The method uses compounds involved in normal tissue function – in this case, pyruvate, which is a naturally occurring by-product of glucose, and lactate, also known as lactic acid – and uses newly developed equipment to increase the visibility of those compounds by a factor of 50,000 in a magnetic resonance imaging (MRI) scanner.

That process requires pyruvate to be prepared in a strong magnetic field at a temperature of minus 272° C, then rapidly warmed to body temperature and transferred to the patient in an MRI scanner before the polarization decays back to its native state.

The result is a highly defined and clear image of the tumor’s outline, as well as a graph of the amount of pyruvate in the tumor and the rate at which the tumor converts the pyruvate into lactate.

The sterile production process requires a dedicated clinical pharmacist with the knowledge of both quality control and of clinical practice. As the birthplace of the field of clinical pharmacy and one of only a handful of schools nationwide with drug production expertise, the UCSF School of Pharmacy and contributions of Marcus Ferrone, PharmD, and his colleagues in the Drug Products Services Laboratory were integral to this process.

The procedure must take place within minutes, which meant integrating a clean room into the scanning facility. QB3 also worked with GE Healthcare in designing Byers Hall, in which the Surbeck Laboratory of Advanced Imaging is housed, to accommodate the extremely strong magnetic field of the MRI scanner and enable time-sensitive experiments.

“All of that insight is why we moved this technology to Northern California,” said Jonathan Murray, general manager, Metabolic Imaging at GE Healthcare. “This is a huge accomplishment UCSF and QB3 have achieved. They brought together the best engineering from UC Berkeley and the best bioscience and pharmacy knowledge from UCSF, and are now demonstrating the technology in a world-renowned academic medical center.

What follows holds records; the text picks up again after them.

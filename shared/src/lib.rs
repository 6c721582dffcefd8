use indexmap::IndexMap;
use serde::{Deserialize, Deserializer, Serialize};

// Constants shared between backend and clients
pub mod protocol;

// API request/response types and endpoint paths
pub mod api;
pub use api::{
    AssistantInfo, ChatHistoryResponse, ChatRequest, ChatResponse, CreateAssistantRequest,
    CreateAssistantResponse, ErrorResponse,
};

/// SQL data type of a described column
#[derive(Debug, Clone, Copy, PartialEq, Eq, Serialize, Deserialize)]
#[serde(rename_all = "UPPERCASE")]
pub enum DataType {
    Int,
    Varchar,
    Text,
    Boolean,
    Date,
    Float,
}

impl DataType {
    pub fn as_str(&self) -> &'static str {
        match self {
            DataType::Int => "INT",
            DataType::Varchar => "VARCHAR",
            DataType::Text => "TEXT",
            DataType::Boolean => "BOOLEAN",
            DataType::Date => "DATE",
            DataType::Float => "FLOAT",
        }
    }
}

/// Key role of a described column
#[derive(Debug, Clone, Copy, Default, PartialEq, Eq, Serialize, Deserialize)]
#[serde(rename_all = "UPPERCASE")]
pub enum ColumnRole {
    #[default]
    None,
    Primary,
    Foreign,
}

#[derive(Debug, Clone, PartialEq, Serialize, Deserialize)]
#[serde(rename_all = "camelCase")]
pub struct ColumnDescriptor {
    pub column_name: String,
    /// The create form does not always send a type
    #[serde(default, skip_serializing_if = "Option::is_none")]
    pub data_type: Option<DataType>,
    #[serde(default, rename = "columnType")]
    pub role: ColumnRole,
}

/// A table as described by the user when defining an agent
#[derive(Debug, Clone, PartialEq, Serialize, Deserialize)]
#[serde(rename_all = "camelCase")]
pub struct TableDescriptor {
    pub table_name: String,
    #[serde(default)]
    pub columns: Vec<ColumnDescriptor>,
}

impl TableDescriptor {
    /// Interpret loosely-typed JSON as a table list.
    ///
    /// Accepts an array, or a string holding a JSON array. Anything else,
    /// including an array with malformed entries, yields an empty list.
    pub fn list_from_value(value: serde_json::Value) -> Vec<TableDescriptor> {
        match value {
            serde_json::Value::String(raw) => serde_json::from_str(&raw).unwrap_or_default(),
            value @ serde_json::Value::Array(_) => {
                serde_json::from_value(value).unwrap_or_default()
            }
            _ => Vec::new(),
        }
    }
}

/// Deserialize a table list without ever rejecting the request body
pub fn deserialize_lenient_tables<'de, D>(deserializer: D) -> Result<Vec<TableDescriptor>, D::Error>
where
    D: Deserializer<'de>,
{
    let value = Option::<serde_json::Value>::deserialize(deserializer)?;
    Ok(value.map(TableDescriptor::list_from_value).unwrap_or_default())
}

/// Text payload of an assistant message content block
#[derive(Debug, Clone, PartialEq, Serialize, Deserialize)]
pub struct TextContent {
    pub value: String,
    #[serde(default)]
    pub annotations: Vec<serde_json::Value>,
}

/// One block of assistant message content, as returned by the assistant API
/// and relayed verbatim to the browser
#[derive(Debug, Clone, PartialEq, Serialize, Deserialize)]
#[serde(tag = "type", rename_all = "snake_case")]
pub enum ContentBlock {
    Text { text: TextContent },
    ImageFile { image_file: serde_json::Value },
    ImageUrl { image_url: serde_json::Value },
    Refusal { refusal: String },
    #[serde(other)]
    Unsupported,
}

impl ContentBlock {
    pub fn text(value: impl Into<String>) -> Self {
        ContentBlock::Text {
            text: TextContent {
                value: value.into(),
                annotations: Vec::new(),
            },
        }
    }

    pub fn as_text(&self) -> Option<&str> {
        match self {
            ContentBlock::Text { text } => Some(&text.value),
            _ => None,
        }
    }
}

/// Outcome of running one labelled query
#[derive(Debug, Clone, PartialEq, Serialize, Deserialize)]
#[serde(tag = "status", rename_all = "snake_case")]
pub enum QueryOutcome {
    #[serde(rename = "ok")]
    Success { rows: Vec<serde_json::Value> },
    Failed { reason: String },
}

impl QueryOutcome {
    pub fn is_success(&self) -> bool {
        matches!(self, QueryOutcome::Success { .. })
    }
}

/// Label -> outcome, in execution order
pub type QueryResults = IndexMap<String, QueryOutcome>;

/// Chart suggested by the assistant alongside its answer
#[derive(Debug, Clone, PartialEq, Serialize, Deserialize)]
pub struct Visualization {
    #[serde(default, skip_serializing_if = "Option::is_none")]
    pub title: Option<String>,
    #[serde(default, skip_serializing_if = "Option::is_none")]
    pub insight: Option<String>,
    pub data: Vec<ChartPoint>,
}

#[derive(Debug, Clone, PartialEq, Serialize, Deserialize)]
pub struct ChartPoint {
    #[serde(deserialize_with = "deserialize_label")]
    pub label: String,
    pub value: f64,
}

/// Chart labels are frequently years or ids emitted as bare numbers
fn deserialize_label<'de, D>(deserializer: D) -> Result<String, D::Error>
where
    D: Deserializer<'de>,
{
    match serde_json::Value::deserialize(deserializer)? {
        serde_json::Value::String(s) => Ok(s),
        other => Ok(other.to_string()),
    }
}

/// Author of a stored chat message
#[derive(Debug, Clone, Copy, PartialEq, Eq, Serialize, Deserialize)]
#[serde(rename_all = "lowercase")]
pub enum MessageSender {
    User,
    Assistant,
}

impl MessageSender {
    pub fn as_str(&self) -> &'static str {
        match self {
            MessageSender::User => "user",
            MessageSender::Assistant => "assistant",
        }
    }

    pub fn parse(s: &str) -> Option<Self> {
        match s {
            "user" => Some(MessageSender::User),
            "assistant" => Some(MessageSender::Assistant),
            _ => None,
        }
    }
}

#[derive(Debug, Clone, PartialEq, Serialize, Deserialize)]
pub struct HistoryMessage {
    pub sender: MessageSender,
    pub content: String,
    pub timestamp: chrono::NaiveDateTime,
}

We are delighted with the speed of progress of this collaboration. The science is very exciting.”

The first trial involves men with prostate cancer involved in the “watchful waiting” phase of treatment, Nelson said. Future studies will directly compare these data with the results from surgically removed tumors and will look at how specific therapies change tumor metabolism. UCSF also will be studying the process for use in brain tumor patients.

The project’s funding through the National Institute of Biomedical Imaging and Bioengineering, in the National Institutes of Health, was critical in adapting this technology for humans and developing new ways to obtain the MR metabolic imaging data. The project received further support from the American Recovery & Reinvestment Act and the UC Discovery Program.

Initial development of this instrumentation and its demonstration of proof of principle was conducted by Jan Henrik Ardenkjaer-Larsen, Klaes Golman and other colleagues from across GE. UCSF customized that principle and obtained the Investigational New Drug (IND) approval from the Food and Drug Administration to use the hyperpolarized pyruvate in humans.

These concepts are still investigational and not being offered for sale, nor have they been cleared or approved by the FDA for commercial availability.